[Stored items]
--- START ---

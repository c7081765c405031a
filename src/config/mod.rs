use once_cell::sync::Lazy;
use serde::{Deserialize, Serialize};
use std::env;
use std::str::FromStr;
use thiserror::Error;

#[derive(Debug, Clone, PartialEq, Eq, Error)]
pub enum ConfigError {
    #[error("unknown APP_ENV '{0}' (expected development, staging or production)")]
    UnknownEnvironment(String),

    #[error("invalid value '{value}' for {name}: expected {expected}")]
    InvalidValue {
        name: &'static str,
        value: String,
        expected: &'static str,
    },
}

#[derive(Debug, Clone, Serialize, Deserialize)]
pub struct AppConfig {
    pub environment: Environment,
    pub server: ServerConfig,
    pub api: ApiConfig,
    pub security: SecurityConfig,
}

#[derive(Debug, Clone, Copy, PartialEq, Eq, Serialize, Deserialize)]
#[serde(rename_all = "lowercase")]
pub enum Environment {
    Development,
    Staging,
    Production,
}

impl Environment {
    pub fn as_str(&self) -> &'static str {
        match self {
            Environment::Development => "development",
            Environment::Staging => "staging",
            Environment::Production => "production",
        }
    }

    /// Resolve an `APP_ENV` value; unset or empty means development
    pub fn from_name(name: &str) -> Result<Self, ConfigError> {
        match name.trim().to_ascii_lowercase().as_str() {
            "" | "development" | "dev" => Ok(Environment::Development),
            "staging" | "stage" => Ok(Environment::Staging),
            "production" | "prod" => Ok(Environment::Production),
            _ => Err(ConfigError::UnknownEnvironment(name.to_string())),
        }
    }
}

#[derive(Debug, Clone, Serialize, Deserialize)]
pub struct ServerConfig {
    pub host: String,
    pub port: u16,
}

#[derive(Debug, Clone, Serialize, Deserialize)]
pub struct ApiConfig {
    pub enable_request_logging: bool,
    pub max_request_size_bytes: usize,
}

#[derive(Debug, Clone, Serialize, Deserialize)]
pub struct SecurityConfig {
    pub enable_cors: bool,
    pub cors_origins: Vec<String>,
    /// Header carrying the API key
    pub api_key_header: String,
    /// List the demonstration keys on the home route
    pub expose_sample_keys: bool,
}

impl AppConfig {
    pub fn from_env() -> Result<Self, ConfigError> {
        Self::from_lookup(|name| env::var(name).ok())
    }

    /// Pick the preset named by `APP_ENV`, then apply the individual overrides
    pub fn from_lookup<F>(lookup: F) -> Result<Self, ConfigError>
    where
        F: Fn(&str) -> Option<String>,
    {
        let environment = Environment::from_name(lookup("APP_ENV").as_deref().unwrap_or(""))?;
        Self::for_environment(environment).with_overrides(lookup)
    }

    pub fn for_environment(environment: Environment) -> Self {
        match environment {
            Environment::Production => Self::production(),
            Environment::Staging => Self::staging(),
            Environment::Development => Self::development(),
        }
    }

    /// Apply overrides from a variable lookup; any unparsable value is an error
    pub fn with_overrides<F>(mut self, lookup: F) -> Result<Self, ConfigError>
    where
        F: Fn(&str) -> Option<String>,
    {
        // Server overrides
        if let Some(v) = lookup("API_HOST") {
            self.server.host = v;
        }
        if let Some(v) = lookup("API_PORT") {
            self.server.port = parse_value("API_PORT", &v, "a port number (0-65535)")?;
        } else if let Some(v) = lookup("PORT") {
            self.server.port = parse_value("PORT", &v, "a port number (0-65535)")?;
        }

        // API overrides
        if let Some(v) = lookup("API_ENABLE_REQUEST_LOGGING") {
            self.api.enable_request_logging = parse_value("API_ENABLE_REQUEST_LOGGING", &v, "true or false")?;
        }
        if let Some(v) = lookup("API_MAX_REQUEST_SIZE_BYTES") {
            self.api.max_request_size_bytes = parse_value("API_MAX_REQUEST_SIZE_BYTES", &v, "a size in bytes")?;
        }

        // Security overrides
        if let Some(v) = lookup("SECURITY_ENABLE_CORS") {
            self.security.enable_cors = parse_value("SECURITY_ENABLE_CORS", &v, "true or false")?;
        }
        if let Some(v) = lookup("SECURITY_CORS_ORIGINS") {
            self.security.cors_origins = v
                .split(',')
                .map(|s| s.trim().to_string())
                .filter(|s| !s.is_empty())
                .collect();
        }
        if let Some(v) = lookup("SECURITY_API_KEY_HEADER") {
            if !v.trim().is_empty() {
                self.security.api_key_header = v.trim().to_string();
            }
        }
        if let Some(v) = lookup("SECURITY_EXPOSE_SAMPLE_KEYS") {
            self.security.expose_sample_keys = parse_value("SECURITY_EXPOSE_SAMPLE_KEYS", &v, "true or false")?;
        }

        Ok(self)
    }

    pub fn bind_addr(&self) -> String {
        format!("{}:{}", self.server.host, self.server.port)
    }

    fn development() -> Self {
        Self {
            environment: Environment::Development,
            server: ServerConfig {
                host: "0.0.0.0".to_string(),
                port: 5000,
            },
            api: ApiConfig {
                enable_request_logging: true,
                max_request_size_bytes: 10 * 1024 * 1024, // 10MB
            },
            security: SecurityConfig {
                enable_cors: true,
                cors_origins: Vec::new(), // permissive
                api_key_header: "X-API-Key".to_string(),
                expose_sample_keys: true,
            },
        }
    }

    fn staging() -> Self {
        Self {
            environment: Environment::Staging,
            server: ServerConfig {
                host: "0.0.0.0".to_string(),
                port: 5000,
            },
            api: ApiConfig {
                enable_request_logging: true,
                max_request_size_bytes: 5 * 1024 * 1024, // 5MB
            },
            security: SecurityConfig {
                enable_cors: true,
                cors_origins: vec!["https://staging.example.com".to_string()],
                api_key_header: "X-API-Key".to_string(),
                expose_sample_keys: true,
            },
        }
    }

    fn production() -> Self {
        Self {
            environment: Environment::Production,
            server: ServerConfig {
                host: "0.0.0.0".to_string(),
                port: 5000,
            },
            api: ApiConfig {
                enable_request_logging: false,
                max_request_size_bytes: 2 * 1024 * 1024, // 2MB
            },
            security: SecurityConfig {
                enable_cors: true,
                cors_origins: vec!["https://app.example.com".to_string()],
                api_key_header: "X-API-Key".to_string(),
                expose_sample_keys: false,
            },
        }
    }
}

impl Default for AppConfig {
    fn default() -> Self {
        Self::development()
    }
}

fn parse_value<T: FromStr>(name: &'static str, value: &str, expected: &'static str) -> Result<T, ConfigError> {
    value.trim().parse().map_err(|_| ConfigError::InvalidValue {
        name,
        value: value.to_string(),
        expected,
    })
}

// Global singleton config - initialized once at startup
pub static CONFIG: Lazy<Result<AppConfig, ConfigError>> = Lazy::new(AppConfig::from_env);

// Convenience function for accessing config
pub fn config() -> Result<&'static AppConfig, ConfigError> {
    match &*CONFIG {
        Ok(config) => Ok(config),
        Err(err) => Err(err.clone()),
    }
}

#[cfg(test)]
mod tests {
    use super::*;
    use std::collections::HashMap;

    fn overrides(pairs: &[(&str, &str)]) -> impl Fn(&str) -> Option<String> {
        let map: HashMap<String, String> = pairs
            .iter()
            .map(|(k, v)| (k.to_string(), v.to_string()))
            .collect();
        move |name| map.get(name).cloned()
    }

    #[test]
    fn test_default_development_config() {
        let config = AppConfig::development();
        assert_eq!(config.server.port, 5000);
        assert_eq!(config.security.api_key_header, "X-API-Key");
        assert!(config.security.expose_sample_keys);
        assert!(config.security.cors_origins.is_empty());
    }

    #[test]
    fn test_default_production_config() {
        let config = AppConfig::production();
        assert!(!config.security.expose_sample_keys);
        assert!(!config.api.enable_request_logging);
        assert_eq!(config.security.cors_origins, vec!["https://app.example.com"]);
    }

    #[test]
    fn environment_names() {
        assert_eq!(Environment::from_name("prod"), Ok(Environment::Production));
        assert_eq!(Environment::from_name("Stage"), Ok(Environment::Staging));
        assert_eq!(Environment::from_name(""), Ok(Environment::Development));
    }

    #[test]
    fn mistyped_environment_is_rejected() {
        let err = AppConfig::from_lookup(overrides(&[("APP_ENV", "prodution")])).unwrap_err();
        assert_eq!(err, ConfigError::UnknownEnvironment("prodution".to_string()));
        assert!(err.to_string().contains("prodution"));
    }

    #[test]
    fn lookup_selects_preset_before_overrides() {
        let config = AppConfig::from_lookup(overrides(&[("APP_ENV", "production"), ("API_PORT", "8443")])).unwrap();
        assert_eq!(config.environment, Environment::Production);
        assert!(!config.security.expose_sample_keys);
        assert_eq!(config.server.port, 8443);

        let config = AppConfig::from_lookup(overrides(&[])).unwrap();
        assert_eq!(config.environment, Environment::Development);
    }

    #[test]
    fn overrides_apply() {
        let config = AppConfig::development()
            .with_overrides(overrides(&[
                ("API_PORT", "8080"),
                ("API_HOST", "127.0.0.1"),
                ("API_ENABLE_REQUEST_LOGGING", "false"),
                ("SECURITY_CORS_ORIGINS", "https://a.test, ,https://b.test"),
                ("SECURITY_EXPOSE_SAMPLE_KEYS", "false"),
            ]))
            .unwrap();

        assert_eq!(config.bind_addr(), "127.0.0.1:8080");
        assert!(!config.api.enable_request_logging);
        assert_eq!(config.security.cors_origins, vec!["https://a.test", "https://b.test"]);
        assert!(!config.security.expose_sample_keys);
    }

    #[test]
    fn bad_values_are_reported() {
        let err = AppConfig::production()
            .with_overrides(overrides(&[("SECURITY_ENABLE_CORS", "no")]))
            .unwrap_err();
        assert_eq!(
            err,
            ConfigError::InvalidValue {
                name: "SECURITY_ENABLE_CORS",
                value: "no".to_string(),
                expected: "true or false",
            }
        );

        let err = AppConfig::production()
            .with_overrides(overrides(&[("API_PORT", "99999")]))
            .unwrap_err();
        assert!(matches!(err, ConfigError::InvalidValue { name: "API_PORT", .. }));

        let err = AppConfig::development()
            .with_overrides(overrides(&[("API_MAX_REQUEST_SIZE_BYTES", "10MB")]))
            .unwrap_err();
        assert!(err.to_string().contains("API_MAX_REQUEST_SIZE_BYTES"));
    }

    #[test]
    fn port_falls_back_to_port_variable() {
        let config = AppConfig::development().with_overrides(overrides(&[("PORT", "9000")])).unwrap();
        assert_eq!(config.server.port, 9000);

        let config = AppConfig::development()
            .with_overrides(overrides(&[("API_PORT", "7000"), ("PORT", "9000")]))
            .unwrap();
        assert_eq!(config.server.port, 7000);
    }
}
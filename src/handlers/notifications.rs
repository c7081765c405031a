// /api/notifications/*

use super::extract::{Json, Path};
use serde::Deserialize;
use serde_json::{json, Value};

use crate::middleware::ApiResponse;

#[derive(Debug, Default, Deserialize)]
pub struct NewNotification {
    pub title: Option<String>,
    pub message: Option<String>,
}

#[derive(Debug, Default, Deserialize)]
pub struct SendRequest {
    #[serde(default)]
    pub recipients: Vec<Value>,
    #[serde(rename = "type")]
    pub kind: Option<String>,
}

pub async fn list() -> ApiResponse<Value> {
    ApiResponse::success(json!({
        "notifications": [
            { "id": 1, "title": "New order received", "message": "Order #123 has been placed", "read": false },
            { "id": 2, "title": "Payment confirmed", "message": "Payment for order #122 confirmed", "read": true }
        ]
    }))
}

pub async fn create(Json(body): Json<NewNotification>) -> ApiResponse<Value> {
    ApiResponse::created(json!({
        "id": 3,
        "title": body.title,
        "message": body.message,
        "created_at": "2025-01-07T10:00:00Z"
    }))
}

pub async fn mark_read(Path(notification_id): Path<i64>) -> ApiResponse<Value> {
    ApiResponse::success(json!({ "notification_id": notification_id, "read": true }))
}

pub async fn send(Json(body): Json<SendRequest>) -> ApiResponse<Value> {
    ApiResponse::success(json!({
        "message": "Notification sent successfully",
        "recipients": body.recipients,
        "type": body.kind.unwrap_or_else(|| "email".to_string())
    }))
}
use sha2::{Digest, Sha256};

use super::capability::CapabilitySet;
use super::registry::{CredentialRegistry, Identity};

/// Why a request was turned away. The display strings are the messages
/// returned to clients.
#[derive(Debug, Clone, Copy, PartialEq, Eq, thiserror::Error)]
pub enum Denial {
    #[error("API key is required")]
    Unauthenticated,
    #[error("Invalid API key")]
    InvalidCredential,
    #[error("Insufficient permissions")]
    InsufficientCapability,
}

/// Outcome of a single gate evaluation
#[derive(Debug, Clone, PartialEq, Eq)]
pub enum Decision<'a> {
    Admitted(&'a Identity),
    Denied(Denial),
}

impl<'a> Decision<'a> {
    pub fn into_result(self) -> Result<&'a Identity, Denial> {
        match self {
            Decision::Admitted(identity) => Ok(identity),
            Decision::Denied(denial) => Err(denial),
        }
    }

    pub fn is_admitted(&self) -> bool {
        matches!(self, Decision::Admitted(_))
    }
}

/// API key gate over an injected credential registry
#[derive(Debug, Clone)]
pub struct Gate {
    registry: CredentialRegistry,
}

impl Gate {
    pub fn new(registry: CredentialRegistry) -> Self {
        Self { registry }
    }

    pub fn registry(&self) -> &CredentialRegistry {
        &self.registry
    }

    /// Decide whether `credential` may perform an operation demanding
    /// `required`.
    ///
    /// An empty `required` set still demands a valid key. A non-empty set is
    /// satisfied by holding any one of its capabilities.
    pub fn authorize(&self, credential: Option<&str>, required: &CapabilitySet) -> Decision<'_> {
        let key = match credential {
            Some(key) if !key.is_empty() => key,
            _ => return Decision::Denied(Denial::Unauthenticated),
        };

        let Some(identity) = self.registry.lookup(key) else {
            return Decision::Denied(Denial::InvalidCredential);
        };

        if !required.is_empty() && !identity.capabilities.intersects(required) {
            return Decision::Denied(Denial::InsufficientCapability);
        }

        Decision::Admitted(identity)
    }
}

/// Short, non-reversible tag for a credential, safe to put in logs
pub fn fingerprint(credential: &str) -> String {
    let digest = Sha256::digest(credential.as_bytes());
    digest[..4].iter().map(|b| format!("{:02x}", b)).collect()
}

#[cfg(test)]
mod tests {
    use super::*;
    use crate::auth::capability::Capability::{self, *};

    fn gate() -> Gate {
        Gate::new(CredentialRegistry::reference())
    }

    fn caps<const N: usize>(c: [Capability; N]) -> CapabilitySet {
        CapabilitySet::from(c)
    }

    #[test]
    fn admin_key_admitted_for_admin() {
        let gate = gate();
        let identity = gate.authorize(Some("demo-key-123"), &caps([Admin])).into_result().unwrap();
        assert_eq!(identity.display_name, "Demo User");
        assert_eq!(identity.capabilities, caps([Read, Write, Admin]));
    }

    #[test]
    fn readonly_key_denied_write() {
        assert_eq!(
            gate().authorize(Some("readonly-789"), &caps([Write])),
            Decision::Denied(Denial::InsufficientCapability)
        );
    }

    #[test]
    fn missing_or_empty_key_is_unauthenticated() {
        let gate = gate();
        assert_eq!(gate.authorize(Some(""), &caps([Read])), Decision::Denied(Denial::Unauthenticated));
        assert_eq!(gate.authorize(None, &caps([Read])), Decision::Denied(Denial::Unauthenticated));
        assert_eq!(gate.authorize(None, &CapabilitySet::empty()), Decision::Denied(Denial::Unauthenticated));
    }

    #[test]
    fn unknown_key_is_invalid() {
        let gate = gate();
        assert_eq!(gate.authorize(Some("bogus-key"), &caps([Read])), Decision::Denied(Denial::InvalidCredential));
        assert_eq!(gate.authorize(Some("bogus-key"), &CapabilitySet::empty()), Decision::Denied(Denial::InvalidCredential));
    }

    #[test]
    fn any_of_semantics() {
        let gate = gate();
        let decision = gate.authorize(Some("test-key-456"), &caps([Read, Admin]));
        assert!(decision.is_admitted());

        let decision = gate.authorize(Some("readonly-789"), &caps([Write, Admin]));
        assert_eq!(decision, Decision::Denied(Denial::InsufficientCapability));
    }

    #[test]
    fn every_key_admitted_for_empty_and_own_subsets() {
        let gate = gate();
        for (key, identity) in gate.registry().entries() {
            assert_eq!(gate.authorize(Some(key), &CapabilitySet::empty()), Decision::Admitted(identity));
            assert_eq!(gate.authorize(Some(key), &identity.capabilities), Decision::Admitted(identity));
            for cap in identity.capabilities.iter() {
                assert_eq!(gate.authorize(Some(key), &caps([cap])), Decision::Admitted(identity));
            }
        }
    }

    #[test]
    fn decisions_are_repeatable() {
        let gate = gate();
        let required = caps([Write]);
        let first = gate.authorize(Some("readonly-789"), &required);
        for _ in 0..10 {
            assert_eq!(gate.authorize(Some("readonly-789"), &required), first);
        }
    }

    #[test]
    fn injected_registry_replaces_reference() {
        let registry = CredentialRegistry::new([("only-key", Identity::new("Solo", [Write]))]).unwrap();
        let gate = Gate::new(registry);
        assert!(gate.authorize(Some("only-key"), &caps([Write])).is_admitted());
        assert_eq!(gate.authorize(Some("demo-key-123"), &caps([Read])), Decision::Denied(Denial::InvalidCredential));
    }

    #[test]
    fn denial_messages() {
        assert_eq!(Denial::Unauthenticated.to_string(), "API key is required");
        assert_eq!(Denial::InvalidCredential.to_string(), "Invalid API key");
        assert_eq!(Denial::InsufficientCapability.to_string(), "Insufficient permissions");
    }

    #[test]
    fn fingerprint_hides_key() {
        let fp = fingerprint("demo-key-123");
        assert_eq!(fp.len(), 8);
        assert!(!fp.contains("demo"));
        assert_eq!(fp, fingerprint("demo-key-123"));
        assert_ne!(fp, fingerprint("test-key-456"));
    }
}
// /api/users/* - user management

use super::extract::{Json, Path, Query};
use serde_json::{json, Value};

use super::models::User;
use super::SearchQuery;
use crate::error::ApiError;
use crate::middleware::{ApiResponse, ApiResult};

/// GET /api/users
pub async fn list() -> ApiResponse<Vec<User>> {
    ApiResponse::success(vec![
        User {
            id: Some(1),
            username: Some("john_doe".into()),
            email: Some("john@example.com".into()),
            first_name: Some("John".into()),
            last_name: Some("Doe".into()),
            ..Default::default()
        },
        User {
            id: Some(2),
            username: Some("jane_smith".into()),
            email: Some("jane@example.com".into()),
            first_name: Some("Jane".into()),
            last_name: Some("Smith".into()),
            ..Default::default()
        },
    ])
}

/// POST /api/users
pub async fn create(Json(mut user): Json<User>) -> ApiResult<User> {
    let missing = user.missing_required();
    if !missing.is_empty() {
        return Err(ApiError::missing_fields(&missing));
    }
    user.id = user.id.or(Some(3));
    tracing::info!(username = ?user.username, "user created");
    Ok(ApiResponse::created(user))
}

/// GET /api/users/:user_id
pub async fn get(Path(user_id): Path<i64>) -> ApiResponse<User> {
    ApiResponse::success(User {
        id: Some(user_id),
        username: Some(format!("user_{}", user_id)),
        email: Some(format!("user{}@example.com", user_id)),
        ..Default::default()
    })
}

/// PUT /api/users/:user_id
pub async fn update(Path(user_id): Path<i64>, Json(mut user): Json<User>) -> ApiResponse<User> {
    user.id = Some(user_id);
    ApiResponse::success(user)
}

/// DELETE /api/users/:user_id
pub async fn delete(Path(user_id): Path<i64>) -> ApiResponse<()> {
    tracing::info!(user_id, "user deleted");
    ApiResponse::no_content()
}

pub async fn profile(Path(user_id): Path<i64>) -> ApiResponse<Value> {
    ApiResponse::success(json!({ "user_id": user_id, "profile": "User profile data" }))
}

pub async fn upload_avatar(Path(user_id): Path<i64>) -> ApiResponse<Value> {
    ApiResponse::success(json!({ "message": format!("Avatar uploaded for user {}", user_id) }))
}

pub async fn preferences(Path(user_id): Path<i64>) -> ApiResponse<Value> {
    ApiResponse::success(json!({
        "user_id": user_id,
        "preferences": { "theme": "dark", "language": "en" }
    }))
}

pub async fn activity(Path(user_id): Path<i64>) -> ApiResponse<Value> {
    ApiResponse::success(json!({
        "user_id": user_id,
        "activities": ["login", "profile_update", "logout"]
    }))
}

/// GET /api/users/search?q=
pub async fn search(Query(query): Query<SearchQuery>) -> ApiResponse<Value> {
    ApiResponse::success(json!({
        "query": query.q,
        "results": [{ "id": 1, "username": "john_doe" }]
    }))
}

--- END ---

Exercise requirements:
Which lines above contain "impl"? Show each of them.

Result of the task:
impl Environment {
impl AppConfig {
impl Default for AppConfig {
    fn overrides(pairs: &[(&str, &str)]) -> impl Fn(&str) -> Option<String> {
impl<'a> Decision<'a> {
impl Gate {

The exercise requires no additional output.